3. Older women should lift lighter weights to prevent injury.
Think of any news segment, magazine article, or TV commercial about the importance of strength training for older women you’ve seen. (Don’t get me wrong, it’s great that there is a larger emphasis on the importance of strength training for older adults, but the message is still a little bit misconstrued.) Most, if not all, involve images of smiling women using resistance bands, tiny neon coloured dumbbells, heck – even soup cans! To me, this horrible myth is just a sick spin on my first argument above. No matter the population, light weights and high reps are not as conducive for strength improvements as higher weights!
I looked up “seniors strength training” on google images, and the results illustrated my point pretty well:
Every body can benefit from strength training, but as you age, it becomes even more important, no matter your sex. Strength training as you age ken preserve muscle mass, bone density, independence, and vitality, according to the American Journal of Preventative Medicine. It can also help to prevent arthritis, type 2 diabetes, osteoporosis, and depression.
However, with increased age comes increased risk of injury and heart attack while exercise. But, when executed properly, the benefits of strength training are much more grand in nature (and more likely!) than the risks. That is where the idea of using light weights probably comes in. However heavy weights when performed correctly, have great benefits to older women.
This study examined the effects of strength training in 36 already aerobically active women over the age of 60. The subjects exercised 3 days per week, performing 3 sets of 7 strength exercises at 80% of their one rep max. After 24 weeks, the subjects incased their strength, decreased their fat mass, and increased their lean body mass. Additionally, not a single participant was injured!
(If you are older and interested in starting weight training, it is best to seek the guidance of a fitness professional with additional training in senior’s fitness. They can provide you with the tools you need to stay safe in the gym.)
Heavy resistance training has many proven benefits. It helps to increase your strength, reduce cholesterol and triglycerides, reduce depressive symptoms, increase lean body mass and decrease fat mass, and so much more.
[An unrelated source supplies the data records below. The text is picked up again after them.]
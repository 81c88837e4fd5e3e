//! Context document assembly.
//!
//! Renders a snapshot into a bounded, deterministic plain-text digest for
//! the answer backend: a repository summary, then the most recent commits
//! with their file lists and patch bodies. Rendering produces an ordered
//! list of [`budget::Segment`]s; [`budget::plan`] decides which survive.
//! [`build_multi_context`] lays several repositories out in one document
//! under the same budget.

pub mod budget;
pub mod multi;

use sha2::{Digest, Sha256};

use crate::models::{AnalysisSnapshot, Commit, FileChange, FileStatus};

use budget::{Segment, SegmentKind};

pub use multi::{ProjectKind, build_multi_context};

/// Default character budget for a context document.
pub const DEFAULT_CHAR_BUDGET: usize = 24_000;

/// Default per-patch line cap.
pub const DEFAULT_MAX_PATCH_LINES: usize = 200;

/// Knobs for [`build_context`].
#[derive(Debug, Clone, Copy, PartialEq, Eq)]
pub struct ContextOptions {
    /// Hard upper bound on document size, in characters.
    pub char_budget: usize,
    /// Patches longer than this are cut at a line boundary before planning.
    pub max_patch_lines: usize,
    /// Render patch bodies at all.
    pub include_patches: bool,
}

impl Default for ContextOptions {
    fn default() -> Self {
        Self {
            char_budget: DEFAULT_CHAR_BUDGET,
            max_patch_lines: DEFAULT_MAX_PATCH_LINES,
            include_patches: true,
        }
    }
}

/// A rendered context document and what it contains.
#[derive(Debug, Clone, PartialEq, Eq)]
pub struct ContextDocument {
    pub text: String,
    /// Commits whose header made it into the document.
    pub commits_included: usize,
    pub patches_included: usize,
    /// Patches dropped to fit the budget.
    pub patches_dropped: usize,
    /// Whether any segment was dropped or any patch was line-capped.
    pub truncated: bool,
    /// Size of `text` in characters.
    pub char_count: usize,
}

impl ContextDocument {
    /// SHA-256 of the document text, hex encoded.
    pub fn fingerprint(&self) -> String {
        hex::encode(Sha256::digest(self.text.as_bytes()))
    }
}

/// Build the context document for the `max_commits` most recent commits.
///
/// Same snapshot and options always produce byte-identical text, and the
/// text never exceeds `options.char_budget` characters.
pub fn build_context(
    snapshot: &AnalysisSnapshot,
    max_commits: usize,
    options: &ContextOptions,
) -> ContextDocument {
    let mut draft = Draft::default();
    draft.summary("=== REPOSITORY INFORMATION ===");
    draft.repository(None, snapshot, max_commits, options, "=== RECENT COMMITS ===");
    draft.finish(options.char_budget)
}

/// Segments of a document under construction.
#[derive(Default)]
struct Draft {
    segments: Vec<Segment>,
    count_lines: Vec<CountLine>,
    patches_capped: bool,
}

/// A `Commits: showing` summary line, restated once the plan is known.
struct CountLine {
    segment: usize,
    group: Option<usize>,
    total: usize,
}

impl Draft {
    /// Push one summary line; returns its segment index.
    fn summary(&mut self, line: impl Into<String>) -> usize {
        let mut text = line.into();
        text.push('\n');
        self.segments
            .push(Segment::new(SegmentKind::Summary, text, None, None));
        self.segments.len() - 1
    }

    /// Repository summary lines followed by its most recent commits.
    fn repository(
        &mut self,
        group: Option<usize>,
        snapshot: &AnalysisSnapshot,
        max_commits: usize,
        options: &ContextOptions,
        commits_heading: &str,
    ) {
        let commits = snapshot.most_recent(max_commits);
        let total = snapshot.total_commits();

        for line in repository_lines(snapshot) {
            self.summary(line);
        }
        let segment = self.summary(commits_line(commits.len(), total));
        self.count_lines.push(CountLine {
            segment,
            group,
            total,
        });
        self.summary("");
        self.summary(commits_heading);

        for (idx, commit) in commits.iter().enumerate() {
            self.patches_capped |= push_commit(&mut self.segments, group, idx, commit, options);
        }
    }

    fn finish(mut self, char_budget: usize) -> ContextDocument {
        let plan = budget::plan(&self.segments, char_budget);

        // Restate counts from the surviving headers. A count only shrinks,
        // so the line never outgrows the plan.
        for line in &self.count_lines {
            let kept = self
                .segments
                .iter()
                .zip(&plan.keep)
                .filter(|(s, keep)| {
                    **keep && s.kind == SegmentKind::CommitHeader && s.group == line.group
                })
                .count();
            self.segments[line.segment] = Segment::new(
                SegmentKind::Summary,
                format!("{}\n", commits_line(kept, line.total)),
                None,
                None,
            );
        }

        let mut text = String::with_capacity(plan.size);
        let mut char_count = 0;
        for (segment, keep) in self.segments.iter().zip(&plan.keep) {
            if *keep {
                text.push_str(&segment.text);
                char_count += segment.len();
            }
        }

        let patches_dropped = plan.dropped(&self.segments, SegmentKind::Patch);
        let truncated = self.patches_capped || plan.keep.iter().any(|k| !k);
        if truncated {
            tracing::debug!(
                budget = char_budget,
                planned = self.segments.iter().map(Segment::len).sum::<usize>(),
                kept = char_count,
                patches_dropped,
                "context truncated to fit budget"
            );
        }

        ContextDocument {
            commits_included: plan.kept(&self.segments, SegmentKind::CommitHeader),
            patches_included: plan.kept(&self.segments, SegmentKind::Patch),
            patches_dropped,
            truncated,
            char_count,
            text,
        }
    }
}

fn commits_line(showing: usize, total: usize) -> String {
    format!("Commits: showing {showing} of {total} on branch")
}

/// Metadata lines of one repository, without a heading.
fn repository_lines(snapshot: &AnalysisSnapshot) -> Vec<String> {
    let repo = snapshot.repository();
    let or_na = |value: Option<String>| value.unwrap_or_else(|| "N/A".to_string());

    let languages = repo
        .language_shares()
        .iter()
        .map(|(name, share)| format!("{name} {share:.1}%"))
        .collect::<Vec<_>>()
        .join(", ");

    vec![
        format!("Name: {}", repo.name),
        format!("Full Name: {}", repo.full_name),
        format!("Description: {}", or_na(repo.description.clone())),
        format!("Language: {}", or_na(repo.primary_language().map(str::to_string))),
        format!(
            "Languages: {}",
            if languages.is_empty() { "N/A".to_string() } else { languages }
        ),
        format!("Stars: {}", repo.stars),
        format!("Forks: {}", repo.forks),
        format!("Open Issues: {}", repo.open_issues),
        format!("Created: {}", or_na(repo.created_at.map(|d| d.to_rfc3339()))),
        format!("Last Updated: {}", or_na(repo.updated_at.map(|d| d.to_rfc3339()))),
        format!("Default Branch: {}", repo.default_branch),
        format!("Analyzed Branch: {}", snapshot.branch()),
        format!("Private: {}", repo.is_private),
        format!("Owner: {} ({})", repo.owner.login, repo.owner.owner_type),
    ]
}

/// Render one commit. Returns whether any of its patches was line-capped.
fn push_commit(
    segments: &mut Vec<Segment>,
    group: Option<usize>,
    idx: usize,
    commit: &Commit,
    options: &ContextOptions,
) -> bool {
    segments.push(
        Segment::new(
            SegmentKind::CommitHeader,
            commit_header(idx, commit),
            Some(idx),
            None,
        )
        .in_group(group),
    );

    let Some(files) = commit.file_changes.as_deref() else {
        return false;
    };

    let mut capped = false;
    for (file_idx, file) in files.iter().enumerate() {
        segments.push(
            Segment::new(
                SegmentKind::FileLine,
                file_line(file),
                Some(idx),
                Some(file_idx),
            )
            .in_group(group),
        );

        if !options.include_patches {
            continue;
        }
        if let Some(patch) = file.patch.as_deref().filter(|p| !p.trim().is_empty()) {
            let (body, was_capped) = patch_body(patch, options.max_patch_lines);
            capped |= was_capped;
            segments.push(
                Segment::new(SegmentKind::Patch, body, Some(idx), Some(file_idx))
                    .in_group(group),
            );
        }
    }
    capped
}

fn commit_header(idx: usize, commit: &Commit) -> String {
    let mut out = format!("\nCommit {}:\n  SHA: {}\n", idx + 1, commit.sha);

    let mut message = commit.message.trim_end().lines();
    out.push_str(&format!("  Message: {}\n", message.next().unwrap_or("")));
    for line in message {
        out.push_str(&format!("    {line}\n"));
    }

    out.push_str(&format!(
        "  Author: {} ({})\n  Date: {}\n  Changes: +{} -{} ({} total)\n",
        commit.author.name,
        commit.author.email,
        commit.author.date.to_rfc3339(),
        commit.stats.additions,
        commit.stats.deletions,
        commit.stats.total,
    ));
    if let Some(files) = &commit.file_changes {
        out.push_str(&format!("  Files Changed: {}\n", files.len()));
    }
    out
}

fn file_line(file: &FileChange) -> String {
    let status = match (file.status, &file.previous_filename) {
        (FileStatus::Renamed, Some(prev)) => format!("renamed from {prev}"),
        (status, _) => status.to_string(),
    };
    format!(
        "    - {} ({status}, +{} -{})\n",
        file.filename, file.additions, file.deletions
    )
}

/// Indent a patch under its file line, keeping at most `max_lines` lines.
fn patch_body(patch: &str, max_lines: usize) -> (String, bool) {
    let total = patch.lines().count();
    let mut out = String::from("      Code Changes:\n");
    for line in patch.lines().take(max_lines) {
        out.push_str("        ");
        out.push_str(line);
        out.push('\n');
    }
    let capped = total > max_lines;
    if capped {
        out.push_str(&format!("        ... ({} more lines)\n", total - max_lines));
    }
    (out, capped)
}
#[cfg(test)]
mod tests {
    use super::*;
    use std::sync::Mutex;

    use async_trait::async_trait;
    use chrono::{TimeZone, Utc};

    use crate::aggregate::assemble;
    use crate::aggregate::test_support::*;
    use crate::error::ErrorKind;
    use crate::providers::ProviderError;

    /// Records every request and replies with a canned result.
    struct RecordingBackend {
        reply: Result<String, ProviderError>,
        seen: Mutex<Vec<(String, String, String, f64)>>,
    }

    impl RecordingBackend {
        fn answering(text: &str) -> Arc<Self> {
            Arc::new(Self {
                reply: Ok(text.to_string()),
                seen: Mutex::new(Vec::new()),
            })
        }

        fn failing(err: ProviderError) -> Arc<Self> {
            Arc::new(Self {
                reply: Err(err),
                seen: Mutex::new(Vec::new()),
            })
        }

        fn calls(&self) -> usize {
            self.seen.lock().unwrap().len()
        }
    }

    #[async_trait]
    impl AnswerBackend for RecordingBackend {
        async fn generate(&self, request: &GenerationRequest<'_>) -> Result<String, ProviderError> {
            self.seen.lock().unwrap().push((
                request.model.to_string(),
                request.system.to_string(),
                request.prompt.to_string(),
                request.temperature,
            ));
            self.reply.clone()
        }
    }

    fn snapshot_of(n: usize) -> Arc<AnalysisSnapshot> {
        let commits = (0..n)
            .map(|i| normalized(commit_at(&format!("{i:040x}"), 1_000 + i as i64, &format!("Commit {i}"))))
            .collect();
        Arc::new(
            assemble(
                repository("octo/demo"),
                "main",
                commits,
                n.max(1),
                n,
                Utc.timestamp_opt(2_000_000_000, 0).unwrap(),
            )
            .unwrap(),
        )
    }

    #[tokio::test]
    async fn ask_bounds_context_to_commits_limit() {
        let backend = RecordingBackend::answering("Three commits changed things.");
        let session = QaSession::new(backend.clone(), ContextOptions::default());
        let snapshot = snapshot_of(10);

        let exchange = session
            .ask("What changed recently?", &snapshot, 3, "gpt-x")
            .await
            .unwrap();

        assert_eq!(exchange.commits_analyzed, 3);
        assert_eq!(exchange.commits_limit, 3);
        assert_eq!(exchange.requested_commits, 3);
        assert_eq!(exchange.model, "gpt-x");
        assert_eq!(exchange.answer, "Three commits changed things.");
        assert!(Arc::ptr_eq(&exchange.snapshot, &snapshot));
        assert!(!exchange.context_truncated);
        assert_eq!(backend.calls(), 1);

        let seen = backend.seen.lock().unwrap();
        let (model, system, prompt, temperature) = &seen[0];
        assert_eq!(model, "gpt-x");
        assert_eq!(system, prompt::ANALYST_SYSTEM_PROMPT);
        assert_eq!(*temperature, QA_TEMPERATURE);
        assert!(prompt.contains("What changed recently?"));
        assert!(prompt.contains("Commit 9"), "newest commit is included");
        assert!(!prompt.contains("Commit 6"), "fourth-newest commit is excluded");
    }

    #[tokio::test]
    async fn ask_rejects_limit_beyond_snapshot() {
        let backend = RecordingBackend::answering("unused");
        let session = QaSession::new(backend.clone(), ContextOptions::default());
        let snapshot = snapshot_of(5);

        let err = session.ask("Why?", &snapshot, 6, "gpt-x").await.unwrap_err();
        assert_eq!(err.kind(), ErrorKind::Validation);
        let err = session.ask("Why?", &snapshot, 0, "gpt-x").await.unwrap_err();
        assert_eq!(err.kind(), ErrorKind::Validation);
        assert_eq!(backend.calls(), 0);
    }

    #[tokio::test]
    async fn ask_rejects_blank_question_and_model() {
        let backend = RecordingBackend::answering("unused");
        let session = QaSession::new(backend.clone(), ContextOptions::default());
        let snapshot = snapshot_of(2);

        let err = session.ask("   ", &snapshot, 1, "gpt-x").await.unwrap_err();
        assert_eq!(err.kind(), ErrorKind::Validation);
        let err = session.ask("Why?", &snapshot, 1, " ").await.unwrap_err();
        assert_eq!(err.kind(), ErrorKind::Validation);
        assert_eq!(backend.calls(), 0);
    }

    #[tokio::test]
    async fn backend_failure_is_model_unavailable_without_retry() {
        let backend = RecordingBackend::failing(ProviderError::ApiError(
            "OpenAI API error: 503 Service Unavailable".into(),
        ));
        let session = QaSession::new(backend.clone(), ContextOptions::default());
        let snapshot = snapshot_of(3);

        let err = session.ask("Why?", &snapshot, 3, "gpt-x").await.unwrap_err();
        assert_eq!(err.kind(), ErrorKind::ModelUnavailable);
        assert_eq!(backend.calls(), 1);
    }

    #[tokio::test]
    async fn identical_questions_see_identical_context() {
        let backend = RecordingBackend::answering("ok");
        let session = QaSession::new(backend.clone(), ContextOptions::default());
        let snapshot = snapshot_of(4);

        let a = session.ask("Same?", &snapshot, 4, "gpt-x").await.unwrap();
        let b = session.ask("Same?", &snapshot, 4, "gpt-x").await.unwrap();
        assert_eq!(a.context_fingerprint, b.context_fingerprint);

        let seen = backend.seen.lock().unwrap();
        assert_eq!(seen[0].2, seen[1].2);
    }

    fn named_snapshot(full_name: &str, n: usize) -> Arc<AnalysisSnapshot> {
        let commits = (0..n)
            .map(|i| {
                normalized(commit_at(
                    &format!("{i:040x}"),
                    1_000 + i as i64,
                    &format!("{full_name} change {i}"),
                ))
            })
            .collect();
        Arc::new(
            assemble(
                repository(full_name),
                "main",
                commits,
                n.max(1),
                n,
                Utc.timestamp_opt(2_000_000_000, 0).unwrap(),
            )
            .unwrap(),
        )
    }

    #[tokio::test]
    async fn ask_many_spans_every_repository_in_one_call() {
        let backend = RecordingBackend::answering("The client calls the API.");
        let session = QaSession::new(backend.clone(), ContextOptions::default());
        let snapshots = vec![named_snapshot("octo/web", 5), named_snapshot("octo/api", 2)];

        let exchange = session
            .ask_many("How do they connect?", &snapshots, 3, "gpt-x")
            .await
            .unwrap();

        assert_eq!(exchange.commits_analyzed, 5);
        assert_eq!(exchange.per_repo_commits, 3);
        assert_eq!(exchange.snapshots.len(), 2);
        assert!(Arc::ptr_eq(&exchange.snapshots[1], &snapshots[1]));
        assert_eq!(backend.calls(), 1);

        let seen = backend.seen.lock().unwrap();
        let (_, system, prompt, _) = &seen[0];
        assert_eq!(system, prompt::ARCHITECT_SYSTEM_PROMPT);
        assert!(prompt.contains("=== REPOSITORY 1: web ==="));
        assert!(prompt.contains("=== REPOSITORY 2: api ==="));
        assert!(prompt.contains("octo/web change 4"));
        assert!(!prompt.contains("octo/web change 1"));
        assert!(prompt.contains("octo/api change 0"));
    }

    #[tokio::test]
    async fn ask_many_validates_before_calling_the_backend() {
        let backend = RecordingBackend::answering("unused");
        let session = QaSession::new(backend.clone(), ContextOptions::default());
        let web = named_snapshot("octo/web", 2);

        let err = session.ask_many("Why?", &[], 1, "gpt-x").await.unwrap_err();
        assert_eq!(err.kind(), ErrorKind::Validation);
        let twice = vec![Arc::clone(&web), Arc::clone(&web)];
        let err = session.ask_many("Why?", &twice, 1, "gpt-x").await.unwrap_err();
        assert_eq!(err.kind(), ErrorKind::Validation);
        let err = session
            .ask_many("Why?", &[Arc::clone(&web)], 0, "gpt-x")
            .await
            .unwrap_err();
        assert_eq!(err.kind(), ErrorKind::Validation);
        let err = session.ask_many(" ", &[web], 1, "gpt-x").await.unwrap_err();
        assert_eq!(err.kind(), ErrorKind::Validation);
        assert_eq!(backend.calls(), 0);
    }

    #[test]
    fn repository_count_is_bounded() {
        let names: Vec<String> = (0..=MAX_REPOSITORIES).map(|i| format!("octo/r{i}")).collect();
        let err = validate_repository_count(names.iter().map(String::as_str)).unwrap_err();
        assert_eq!(err.kind(), ErrorKind::Validation);
        assert!(validate_repository_count(names[..MAX_REPOSITORIES].iter().map(String::as_str)).is_ok());
        assert!(validate_repository_count(["octo/A", "octo/a"]).is_err());
    }

    #[tokio::test]
    async fn story_covers_all_commits_without_patches() {
        let backend = RecordingBackend::answering("The team shipped a parser.");
        let session = QaSession::new(backend.clone(), ContextOptions::default());
        let snapshot = snapshot_of(6);

        let story = session
            .story(&snapshot, StoryStyle::Technical, "gpt-x")
            .await
            .unwrap();
        assert_eq!(story.commits_analyzed, 6);
        assert_eq!(story.style, StoryStyle::Technical);
        assert_eq!(story.story, "The team shipped a parser.");

        let seen = backend.seen.lock().unwrap();
        assert_eq!(seen[0].3, STORY_TEMPERATURE);
        assert!(!seen[0].2.contains("Code Changes"));
    }
}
I firmly believe that weight training is a very therapeutic, very cathartic exercise that has personally helped me through some pretty hard times. Everyone can benefit from strength training in one way or another, but the important thing to remember is that everyone can benefit from exercise, period. And, just like anything in life, too much of anything is bad for you.
The best thing you can do for yourself is find balance in your workouts. You don’t have to lift weights 6 days a week to be healthy, just like you don’t have to run 6 days a week to be happy. Try a combination of strength training, cardiovascular exercise, and maybe some interval training to help prevent injury and prevent boredom in the gym. The most important thing is that you’re active, and you’re enjoying it!